I think 2 people can make a relationship work without the idea of marriage. But it boils down to the individuals involved, values, and an understanding of needs. I read Allan Bloom and his stance on marriage in The Closing of the American Mind, and he brings up points in the collapse of marriage being that men and women are different, so needs are different. This is paraphrasing, and I'm really boiling down his point, but his argument seemed to be that opposite sexes are really here to procreate to keep the human species moving forward, and the relationship part is what has failed.

More or less that men understand men, and women understand women. Then you get the uncommon instances in which marriage works.

I'm not in full agreement of Bloom, but I see his point.



Getting back to bri's statement--

Is marriage a joke?

Statistics will say yes. Divorces are very high, which means infidelity is probably higher. The question to ask is why is this? Who is leading the charge on why marriages are failing?

Who here is in a successful relationship/marriage? How long? What makes it work? Are there differences in one relationship to the next?

What makes it fail? Do we need symbolism (rings, etc.) to justify love for our partners?

Do we need the church (more or less a higher power to help govern a marriage)? Does it basically boil down to the agreement by law?





You bring up some interesting points. I noticed how you pointed out you desired comments from happily married people to point out what makes it work.



I don't mean to trivialize any future comments, because whatever they say is pointless in the whole swing of things because they could get divorces next year for all they know, no matter how fullfilling and wonderful it seems to be now.
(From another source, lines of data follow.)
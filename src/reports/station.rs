use serde::Serialize;
use std::fmt;

use super::utility::mode;
use super::{NO_DATA, OrNoData, Report};
use crate::trip::TripTable;

/// The most popular stations and start/end combination.
#[derive(Debug, Serialize)]
pub struct StationStats {
    pub start_station: Option<String>,
    pub end_station: Option<String>,
    pub trip: Option<(String, String)>,
}

impl Report for StationStats {
    const HEADING: &'static str = "Calculating The Most Popular Stations and Trip...";

    fn from_table(table: &TripTable) -> Self {
        let rows = table.rows();
        let trip = mode(
            rows.iter()
                .map(|t| (t.start_station.as_str(), t.end_station.as_str())),
        );

        StationStats {
            start_station: mode(rows.iter().map(|t| t.start_station.as_str())).map(String::from),
            end_station: mode(rows.iter().map(|t| t.end_station.as_str())).map(String::from),
            trip: trip.map(|(start, end)| (start.to_string(), end.to_string())),
        }
    }
}

impl fmt::Display for StationStats {
    fn fmt(&self, f: &mut fmt::Formatter<'_>) -> fmt::Result {
        writeln!(
            f,
            "Most Commonly Used Start Station: {}",
            OrNoData(&self.start_station)
        )?;
        writeln!(
            f,
            "Most Commonly Used End Station: {}",
            OrNoData(&self.end_station)
        )?;
        match &self.trip {
            Some((start, end)) => writeln!(f, "Most Common Trip: {start} to {end}"),
            None => writeln!(f, "Most Common Trip: {NO_DATA}"),
        }
    }
}

#[cfg(test)]
mod tests {
    use super::*;
    use crate::trip::{Columns, Trip, parse_timestamp};

    fn trip(start: &str, end: &str) -> Trip {
        Trip::new(parse_timestamp("2017-04-01 12:00:00").unwrap(), 60.0, start, end)
    }

    #[test]
    fn test_popular_stations_and_trip() {
        let table = TripTable::new(
            vec![
                trip("Canal St", "Clark St"),
                trip("Canal St", "State St"),
                trip("Wells St", "State St"),
                trip("Wells St", "State St"),
                trip("Canal St", "Lake St"),
            ],
            Columns::default(),
        );

        let stats = StationStats::from_table(&table);
        assert_eq!(stats.start_station.as_deref(), Some("Canal St"));
        assert_eq!(stats.end_station.as_deref(), Some("State St"));
        assert_eq!(
            stats.trip,
            Some(("Wells St".to_string(), "State St".to_string()))
        );
        assert!(
            stats
                .to_string()
                .contains("Most Common Trip: Wells St to State St")
        );
    }

    #[test]
    fn test_trip_tie_prefers_first_pair_in_order() {
        let table = TripTable::new(
            vec![trip("B", "A"), trip("A", "C"), trip("A", "B")],
            Columns::default(),
        );

        let stats = StationStats::from_table(&table);
        assert_eq!(stats.trip, Some(("A".to_string(), "B".to_string())));
    }

    #[test]
    fn test_empty_table() {
        let stats = StationStats::from_table(&TripTable::new(vec![], Columns::default()));
        assert!(stats.trip.is_none());
        assert!(stats.to_string().contains("Most Common Trip: No data available."));
    }
}
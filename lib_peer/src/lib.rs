// This file is part of the project for the module CS3235 by Prateek
// Copyright 2023 Ruishi Li, Bo Wang, and Prateek Saxena.
// Please do not distribute.

pub mod peer;
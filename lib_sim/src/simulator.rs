// This file is part of the project for the module CS3235 by Prateek
// Copyright 2023 Ruishi Li, Bo Wang, and Prateek Saxena.
// Please do not distribute.

/// This file contains the Simulator: the event dispatch loop and the
/// hash/get/block protocol driver. Handlers mutate exactly one peer and
/// schedule follow-up events; simulated time only advances between pops.
use crate::config::SimConfig;
use crate::event::{Event, EventKind};
use crate::scheduler::EventQueue;
use lib_chain::block::{Block, BlockId, PeerId, Transaction, TxnId, HASH_SIZE_KBITS, TXN_SIZE_KBITS};
use lib_peer::peer::{Channel, Peer};
use log::{debug, info};
use rand::Rng;
use rand_distr::{Distribution, Exp};
use rand_pcg::Pcg64;

pub struct Simulator {
    peers: Vec<Peer>,
    ringmaster: Option<PeerId>,
    config: SimConfig,
    queue: EventQueue,
    rng: Pcg64,
    /// Dense transaction-id counter, shared by coinbase and transfer
    /// transactions so peers can deduplicate with a watermark.
    next_txn_id: TxnId,
    /// Set when the finalize event fires; block and transaction production
    /// stops and the queue drains.
    soft_termination: bool,
}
There are people that are married 25 years and get divorced. Just because a marriage has lasted awhile is no indication it will last until death.



I am not trying to say people that are married saying everything is peachy keen are lying. To them that may be the case, but you never know what your partner is thinking, deep down in the recesses of their brain, and really it only takes one of you wanting a divorce to make it happen.



I just call it as I see it, I have an aunt and uncle that are divorced in spirit because my uncle was cheating on her (they basically just live together for financial reasons), I have another aunt who was carrying on a relationship with another man for the past year (im glad my mom tells me everything, its great) they arent divorced, but im willing to bet if her husband knew about her year long fling he would want one.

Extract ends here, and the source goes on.